The title gave it away. "This is just a tribute." Tenacious D, obviously, but also the most honest thing you can say about a psych-rock running playlist in 2024. We're not making "Interstellar Overdrive." We're not recording at Abbey Road with a broken Leslie speaker and a tab of questionable provenance. We're running around the lakefront in technical fabric, listening to bands who are themselves paying tribute to bands who were paying tribute to Skip Spence and Roky Erickson. It's recursion all the way down, and somehow that makes it more honest, not less.
SKATERS kicks it off with "Mental Case"—garage-psych that sounds like it was recorded in a basement because it probably was. Dan Auerbach's "Heartbroken, In Disrepair" follows with that Black Keys blues-rock DNA, but looser, more willing to let the fuzz breathe. By the time Jacuzzi Boys hit with "Happy Damage," you're three tracks deep into a very specific lineage: bands who know exactly what they're stealing and why it still matters. This isn't nostalgia. It's archaeology with better gear.
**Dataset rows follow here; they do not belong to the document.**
// Copyright (c) 2025 Dimitris Kafetzis
//
// Licensed under the MIT License.
// See LICENSE file in the project root for full license information.
//
// SPDX-License-Identifier: MIT

//! Affine quantization parameters and fixed-point arithmetic helpers.
//!
//! A quantized value `q` represents the real number `scale * (q - zero_point)`.
//! Rescaling between quantized domains uses a 32-bit fixed-point multiplier
//! `m` in `[2^30, 2^31)` and a power-of-two shift, so that
//! `real ≈ m * 2^-31 * 2^-shift`.

use crate::{DType, FusedActivation, Shape, TensorError};

/// Affine quantization parameters of a tensor.
///
/// A single scale/zero-point pair quantizes the whole tensor. Several pairs
/// quantize per slice along `quantized_dimension` (per-axis weights).
#[derive(Debug, Clone, PartialEq, serde::Serialize, serde::Deserialize)]
pub struct Quantization {
    pub scales: Vec<f32>,
    pub zero_points: Vec<i64>,
    #[serde(default)]
    pub quantized_dimension: usize,
}

impl Quantization {
    /// Per-tensor parameters.
    pub fn per_tensor(scale: f32, zero_point: i64) -> Self {
        Self {
            scales: vec![scale],
            zero_points: vec![zero_point],
            quantized_dimension: 0,
        }
    }

    /// Per-axis parameters along `axis`.
    pub fn per_axis(scales: Vec<f32>, zero_points: Vec<i64>, axis: usize) -> Self {
        Self {
            scales,
            zero_points,
            quantized_dimension: axis,
        }
    }

    pub fn is_per_axis(&self) -> bool {
        self.scales.len() > 1
    }

    /// First (or only) scale.
    pub fn scale(&self) -> f32 {
        self.scales.first().copied().unwrap_or(1.0)
    }

    /// First (or only) zero point.
    pub fn zero_point(&self) -> i32 {
        self.zero_points.first().copied().unwrap_or(0) as i32
    }

    /// Scale of slice `i`, falling back to the per-tensor scale.
    pub fn scale_at(&self, i: usize) -> f32 {
        self.scales.get(i).copied().unwrap_or_else(|| self.scale())
    }

    /// Zero point of slice `i`, falling back to the per-tensor zero point.
    pub fn zero_point_at(&self, i: usize) -> i32 {
        self.zero_points
            .get(i)
            .map(|&z| z as i32)
            .unwrap_or_else(|| self.zero_point())
    }

    /// Checks internal consistency and agreement with `shape`.
    pub fn validate(&self, shape: &Shape) -> Result<(), TensorError> {
        if self.scales.is_empty() {
            return Err(TensorError::InvalidQuantization("no scales".into()));
        }
        if self.zero_points.len() != self.scales.len() {
            return Err(TensorError::InvalidQuantization(format!(
                "{} scales but {} zero points",
                self.scales.len(),
                self.zero_points.len()
            )));
        }
        if let Some(bad) = self.scales.iter().find(|s| !(s.is_finite() && **s > 0.0)) {
            return Err(TensorError::InvalidQuantization(format!(
                "scale {bad} is not a positive finite number"
            )));
        }
        if self.is_per_axis() {
            let Some(dim) = shape.dim(self.quantized_dimension) else {
                return Err(TensorError::InvalidQuantization(format!(
                    "quantized dimension {} out of range for {shape}",
                    self.quantized_dimension
                )));
            };
            if let Some(n) = dim.known() {
                if n != self.scales.len() {
                    return Err(TensorError::InvalidQuantization(format!(
                        "{} scales for axis of extent {n}",
                        self.scales.len()
                    )));
                }
            }
        }
        Ok(())
    }
}

/// A real multiplier decomposed into a Q31 fixed-point value and a shift.
///
/// `shift` is a right shift; a negative value means a left shift.
#[derive(Debug, Clone, Copy, PartialEq, Eq, Default)]
pub struct QuantizedMultiplier {
    pub multiplier: i32,
    pub shift: i32,
}

impl QuantizedMultiplier {
    /// Reconstructs the real value this multiplier approximates.
    pub fn to_f64(self) -> f64 {
        self.multiplier as f64 / (1u64 << 31) as f64 * 2f64.powi(-self.shift)
    }
}

/// Splits `x` into a fraction in `[0.5, 1)` and a power-of-two exponent.
fn frexp(x: f64) -> (f64, i32) {
    if x == 0.0 || !x.is_finite() {
        return (x, 0);
    }
    let (x, bias) = if x.abs() < f64::MIN_POSITIVE {
        (x * 2f64.powi(54), -54)
    } else {
        (x, 0)
    };
    let bits = x.to_bits();
    let exp_bits = ((bits >> 52) & 0x7ff) as i32;
    let fraction = f64::from_bits((bits & !(0x7ffu64 << 52)) | (1022u64 << 52));
    (fraction, exp_bits - 1022 + bias)
}

/// Decomposes a real multiplier into a Q31 multiplier and a shift.
///
/// For any positive input the multiplier lies in `[2^30, 2^31)`. Values too
/// small to represent collapse to zero; values too large saturate.
pub fn quantize_multiplier(real: f64) -> QuantizedMultiplier {
    if real == 0.0 {
        return QuantizedMultiplier::default();
    }
    let (q, mut exp) = frexp(real);
    let mut q_fixed = (q * (1i64 << 31) as f64).round() as i64;
    if q_fixed == 1i64 << 31 {
        q_fixed /= 2;
        exp += 1;
    }
    if exp < -31 {
        exp = 0;
        q_fixed = 0;
    }
    if exp > 30 {
        exp = 30;
        q_fixed = i32::MAX as i64;
    }
    QuantizedMultiplier {
        multiplier: q_fixed as i32,
        shift: -exp,
    }
}

/// High 32 bits of `2 * a * b` with rounding, saturating the single
/// overflow case `a == b == i32::MIN`.
#[inline]
pub(crate) fn saturating_rounding_doubling_high_mul(a: i32, b: i32) -> i32 {
    if a == i32::MIN && b == i32::MIN {
        return i32::MAX;
    }
    let ab = a as i64 * b as i64;
    let nudge: i64 = if ab >= 0 { 1 << 30 } else { 1 - (1 << 30) };
    ((ab + nudge) / (1i64 << 31)) as i32
}

/// Arithmetic right shift by `exponent` rounding half away from zero.
#[inline]
pub(crate) fn rounding_divide_by_pot(x: i32, exponent: i32) -> i32 {
    if exponent <= 0 {
        return x;
    }
    let mask = ((1i64 << exponent) - 1) as i32;
    let remainder = x & mask;
    let threshold = (mask >> 1) + i32::from(x < 0);
    (x >> exponent) + i32::from(remainder > threshold)
}

/// Computes `x * real` where `real` was decomposed by [`quantize_multiplier`].
#[inline]
pub fn multiply_by_quantized_multiplier(x: i32, m: QuantizedMultiplier) -> i32 {
    let left_shift = (-m.shift).max(0);
    let right_shift = m.shift.max(0);
    let shifted = ((x as i64) << left_shift).clamp(i32::MIN as i64, i32::MAX as i64) as i32;
    rounding_divide_by_pot(
        saturating_rounding_doubling_high_mul(shifted, m.multiplier),
        right_shift,
    )
}

/// Computes `x * real` for a 64-bit accumulator, as used by 16-bit
/// activations with 8-bit weights.
///
/// The multiplier is first rounded to 16 fractional bits, so the result can
/// differ by one from [`multiply_by_quantized_multiplier`] on the same
/// value. Results outside the `i32` range saturate.
#[inline]
pub fn multiply_by_quantized_multiplier_i64(x: i64, m: QuantizedMultiplier) -> i32 {
    let reduced = if m.multiplier < 0x7FFF_0000 {
        ((m.multiplier as i64) + (1 << 15)) >> 16
    } else {
        0x7FFF
    };
    let total_shift = 15 + m.shift;
    let product = x as i128 * reduced as i128;
    let scaled = if total_shift > 0 {
        (product + (1i128 << (total_shift - 1))) >> total_shift
    } else {
        product.saturating_mul(1i128 << (-total_shift).min(64))
    };
    scaled.clamp(i32::MIN as i128, i32::MAX as i128) as i32
}

/// Quantizes a real value into the integer range of `dtype`.
pub fn quantize_value(v: f32, scale: f32, zero_point: i32, dtype: DType) -> i32 {
    let (lo, hi) = dtype.integer_range().unwrap_or((i32::MIN, i32::MAX));
    let q = zero_point as f64 + (v as f64 / scale as f64).round();
    q.clamp(lo as f64, hi as f64) as i32
}

/// Maps a quantized value back to its real number.
#[inline]
pub fn dequantize(q: i32, scale: f32, zero_point: i32) -> f32 {
    scale * (q - zero_point) as f32
}

/// Clamp bounds in the quantized domain of an output for `activation`.
pub fn activation_range_quantized(
    activation: FusedActivation,
    dtype: DType,
    scale: f32,
    zero_point: i32,
) -> (i32, i32) {
    let (qmin, qmax) = dtype.integer_range().unwrap_or((i32::MIN, i32::MAX));
    let q = |v: f32| zero_point + (v / scale).round() as i32;
    match activation {
        FusedActivation::Relu => (qmin.max(q(0.0)), qmax),
        FusedActivation::Relu6 => (qmin.max(q(0.0)), qmax.min(q(6.0))),
        FusedActivation::ReluN1To1 => (qmin.max(q(-1.0)), qmax.min(q(1.0))),
        _ => (qmin, qmax),
    }
}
The middle stretch—Acid Dad through The Mystery Lights—is where the playlist stops apologizing. "Die Hard" has that locked-in motorik pulse underneath the psychedelic shimmer. WITCH (the Zambian rock band, not the Portland doom outfit) drops "Home Town" right in the center, and suddenly you're running through 1970s Lusaka via a 2010s reissue on Now-Again Records. This is what crate-digging sounds like at 131 BPM. J ember, Ok Otter—bands you've maybe never heard of, doing exactly what this playlist needs them to do: keep the tempo honest and the fuzz thick.
Then Schur appears twice in three tracks. "Lock Stock and Barrel" and "Tres Leches"—German psych-rock that sounds like Hawkwind if they'd discovered Neu! before discovering space. I looked it up: same label, same producer, recorded in the same sessions. You can hear it. There's a tonal consistency that acts like a reset button around mile 3, when your brain is trying to negotiate with your legs and failing.
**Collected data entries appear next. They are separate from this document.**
// Copyright (c) 2025 Dimitris Kafetzis
//
// Licensed under the MIT License.
// See LICENSE file in the project root for full license information.
//
// SPDX-License-Identifier: MIT

//! # model-ir
//!
//! The intermediate representation (IR) of a model graph, its shape/type
//! inference, and the loader that builds it from disk.
//!
//! - [`TensorDef`] / [`TensorId`] — graph operands in an index-addressed arena.
//! - [`Node`] / [`OpKind`] / [`NodeOptions`] — operation instances with
//!   their raw, immutable parameters.
//! - [`Graph`] — the DAG, with a **type-state pattern**
//!   (`Loaded` → `Validated`) that caches a deterministic execution order.
//! - [`infer_node`] / [`ShapeInference`] — per-kind shape, dtype and
//!   quantization rules.
//! - [`ModelLoader`] — loads a JSON manifest + SafeTensors constants.
//!
//! # Supported Model Format
//! A model is stored as:
//! - `model.json` — tensors, nodes and graph I/O.
//! - `model.safetensors` — constant payloads in HuggingFace SafeTensors format.
//!
//! # Example
//! ```no_run
//! use model_ir::{ModelLoader, ShapeInference};
//! use std::path::Path;
//!
//! let mut graph = ModelLoader::load(Path::new("./models/tiny-cnn")).unwrap();
//! let layout = graph.layout;
//! ShapeInference::run(&mut graph, |_| layout).unwrap();
//! for t in graph.tensors() {
//!     println!("  {}", t.summary());
//! }
//! ```

mod error;
pub mod graph;
pub mod infer;
mod loader;
mod manifest;
mod node;
mod op;
mod tensor;

pub use error::ModelError;
pub use graph::{Graph, GraphState, Loaded, Validated};
pub use infer::{infer_node, InferError, InferenceReport, ShapeInference};
pub use loader::{ModelLoader, WeightMeta, WeightStore};
pub use manifest::{ManifestNode, ManifestTensor, ModelManifest};
pub use node::{Node, NodeId};
pub use op::{
    ArithmeticOptions, Conv2DOptions, DepthwiseConv2DOptions, FullyConnectedOptions, NodeOptions,
    OpKind, PermuteOptions, Pool2DOptions, ReducerOptions, ReshapeOptions, SoftmaxOptions,
    StridedSliceOptions, TransposeConvOptions,
};
pub use tensor::{TensorDef, TensorId, TensorKind};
Night Beats closes the whole thing with "Thorns" and "New Day," bracketing the New Candys double shot in between. By this point, the playlist has made its case: you don't need to reinvent the wheel if you can find new reasons to spin it. These bands aren't trying to be the Stooges or the 13th Floor Elevators. They're trying to figure out what those bands knew about momentum and distortion and the way a good bassline can make you forget you're tired.
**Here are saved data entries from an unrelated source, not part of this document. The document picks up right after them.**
#[cfg(test)]
mod tests {
    use super::*;
    use crate::{
        ArithmeticOptions, Conv2DOptions, NodeOptions, OpKind, Pool2DOptions,
    };
    use tensor_core::{DType, FusedActivation, Padding};

    fn add_opts() -> NodeOptions {
        NodeOptions::Arithmetic(ArithmeticOptions::default())
    }

    /// Helper: input -> relu -> add(relu, input) -> output.
    fn diamond() -> Graph<Loaded> {
        let mut g = Graph::new("diamond", Layout::Nhwc);
        let x = g.add_input("x", TensorInfo::new(vec![1, 4], DType::F32));
        let r = g.add_intermediate("r", TensorInfo::undefined(DType::F32));
        let y = g.add_intermediate("y", TensorInfo::undefined(DType::F32));
        g.add_node(Node::new("add", OpKind::Add, vec![r, x], vec![y], add_opts()));
        g.add_node(Node::new("relu", OpKind::Relu, vec![x], vec![r], NodeOptions::None));
        g.mark_output(y);
        g
    }

    #[test]
    fn test_validate_orders_producers_first() {
        let g = diamond().validate().unwrap();
        assert_eq!(g.order(), &[NodeId(1), NodeId(0)]);
        assert_eq!(g.producer(TensorId(1)), Some(NodeId(1)));
        assert_eq!(g.consumers(TensorId(0)), &[NodeId(0), NodeId(1)]);
        assert_eq!(g.tensor(TensorId(2)).unwrap().kind, TensorKind::Output);
    }

    #[test]
    fn test_order_ties_break_by_index() {
        let mut g = Graph::new("fan", Layout::Nhwc);
        let x = g.add_input("x", TensorInfo::new(vec![4], DType::F32));
        let outs: Vec<_> = (0..3)
            .map(|i| g.add_intermediate(format!("o{i}"), TensorInfo::undefined(DType::F32)))
            .collect();
        for (i, &o) in outs.iter().enumerate().rev() {
            g.add_node(Node::new(format!("n{i}"), OpKind::Relu, vec![x], vec![o], NodeOptions::None));
        }
        let g = g.validate().unwrap();
        assert_eq!(g.order(), &[NodeId(0), NodeId(1), NodeId(2)]);
    }

    #[test]
    fn test_validate_rejects_cycle() {
        let mut g = Graph::new("cycle", Layout::Nhwc);
        let a = g.add_intermediate("a", TensorInfo::undefined(DType::F32));
        let b = g.add_intermediate("b", TensorInfo::undefined(DType::F32));
        g.add_node(Node::new("n0", OpKind::Relu, vec![b], vec![a], NodeOptions::None));
        g.add_node(Node::new("n1", OpKind::Relu, vec![a], vec![b], NodeOptions::None));
        let err = g.validate().unwrap_err();
        assert!(err.to_string().contains("cycle"));
    }

    #[test]
    fn test_validate_rejects_two_producers() {
        let mut g = Graph::new("dup", Layout::Nhwc);
        let x = g.add_input("x", TensorInfo::new(vec![4], DType::F32));
        let y = g.add_intermediate("y", TensorInfo::undefined(DType::F32));
        g.add_node(Node::new("n0", OpKind::Relu, vec![x], vec![y], NodeOptions::None));
        g.add_node(Node::new("n1", OpKind::Tanh, vec![x], vec![y], NodeOptions::None));
        assert!(matches!(g.validate(), Err(ModelError::InvalidGraph(_))));
    }

    #[test]
    fn test_validate_rejects_unproduced_input() {
        let mut g = Graph::new("dangling", Layout::Nhwc);
        let ghost = g.add_intermediate("ghost", TensorInfo::undefined(DType::F32));
        let y = g.add_intermediate("y", TensorInfo::undefined(DType::F32));
        g.add_node(Node::new("n0", OpKind::Relu, vec![ghost], vec![y], NodeOptions::None));
        let err = g.validate().unwrap_err();
        assert!(matches!(err, ModelError::InvalidNode { node: 0, .. }));
    }

    #[test]
    fn test_validate_rejects_out_of_range() {
        let mut g = Graph::new("range", Layout::Nhwc);
        let x = g.add_input("x", TensorInfo::new(vec![4], DType::F32));
        g.add_node(Node::new("n0", OpKind::Relu, vec![x], vec![TensorId(9)], NodeOptions::None));
        assert!(g.validate().is_err());
    }

    #[test]
    fn test_validate_rejects_undefined_padding() {
        let mut g = Graph::new("pad", Layout::Nhwc);
        let x = g.add_input("x", TensorInfo::new(vec![1, 4, 4, 1], DType::F32));
        let y = g.add_intermediate("y", TensorInfo::undefined(DType::F32));
        let opts = NodeOptions::Pool2D(Pool2DOptions {
            padding: Padding::Undefined,
            stride_h: 1,
            stride_w: 1,
            filter_h: 2,
            filter_w: 2,
            fused_activation: FusedActivation::None,
        });
        g.add_node(Node::new("pool", OpKind::MaxPool2D, vec![x], vec![y], opts));
        assert!(g.validate().is_err());
    }

    #[test]
    fn test_clone_node_preserves_options() {
        let opts = NodeOptions::Conv2D(Conv2DOptions {
            padding: Padding::Same,
            stride_h: 2,
            stride_w: 3,
            dilation_h: 1,
            dilation_w: 2,
            fused_activation: FusedActivation::Relu6,
        });
        let source = Node::new("conv", OpKind::Conv2D, vec![TensorId(0)], vec![TensorId(1)], opts);
        let mut fresh = Graph::new("fresh", Layout::Nhwc);
        let id = fresh.clone_node_from(&source).unwrap();
        let cloned = fresh.node(id).unwrap();
        assert_eq!(cloned.kind, source.kind);
        assert_eq!(cloned.name, source.name);
        assert_eq!(cloned.options, source.options);
        assert!(cloned.inputs.is_empty());
    }

    #[test]
    fn test_clone_node_rejects_undefined_enums() {
        let mut opts = Conv2DOptions {
            padding: Padding::Undefined,
            stride_h: 1,
            stride_w: 1,
            dilation_h: 1,
            dilation_w: 1,
            fused_activation: FusedActivation::None,
        };
        let mut fresh = Graph::new("fresh", Layout::Nhwc);
        let node = Node::new("conv", OpKind::Conv2D, vec![], vec![], NodeOptions::Conv2D(opts.clone()));
        assert!(fresh.clone_node_from(&node).is_err());

        opts.padding = Padding::Valid;
        opts.fused_activation = FusedActivation::Undefined;
        let node = Node::new("conv", OpKind::Conv2D, vec![], vec![], NodeOptions::Conv2D(opts));
        assert!(fresh.clone_node_from(&node).is_err());
        assert_eq!(fresh.num_nodes(), 0);
    }

    #[test]
    fn test_reset_derived_shapes() {
        let mut g = diamond().validate().unwrap();
        g.set_info(TensorId(1), TensorInfo::new(vec![1, 4], DType::F32));
        g.reset_derived_shapes();
        assert!(!g.info(TensorId(1)).unwrap().is_ready());
        assert!(g.info(TensorId(0)).unwrap().is_ready());
    }

    #[test]
    fn test_summary_and_display() {
        let g = diamond().validate().unwrap();
        assert!(g.summary().contains("2 nodes"));
        let shown = format!("{g}");
        assert!(shown.contains("relu"));
        assert!(shown.contains("add"));
    }

    #[test]
    fn test_into_loaded_roundtrip() {
        let g = diamond().validate().unwrap().into_loaded();
        assert!(g.validate().is_ok());
    }
}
I've been thinking about tributes a lot lately. The store is full of them—reissues, covers, bands with "ex-members of" in their bio. Running is a tribute too, in a way. You're not breaking records. You're not discovering new territory. You're just moving through the same miles, the same playlists, trying to find something that makes the repetition feel like progress. Some days it works. Some days it's just tribute. Some days that's enough.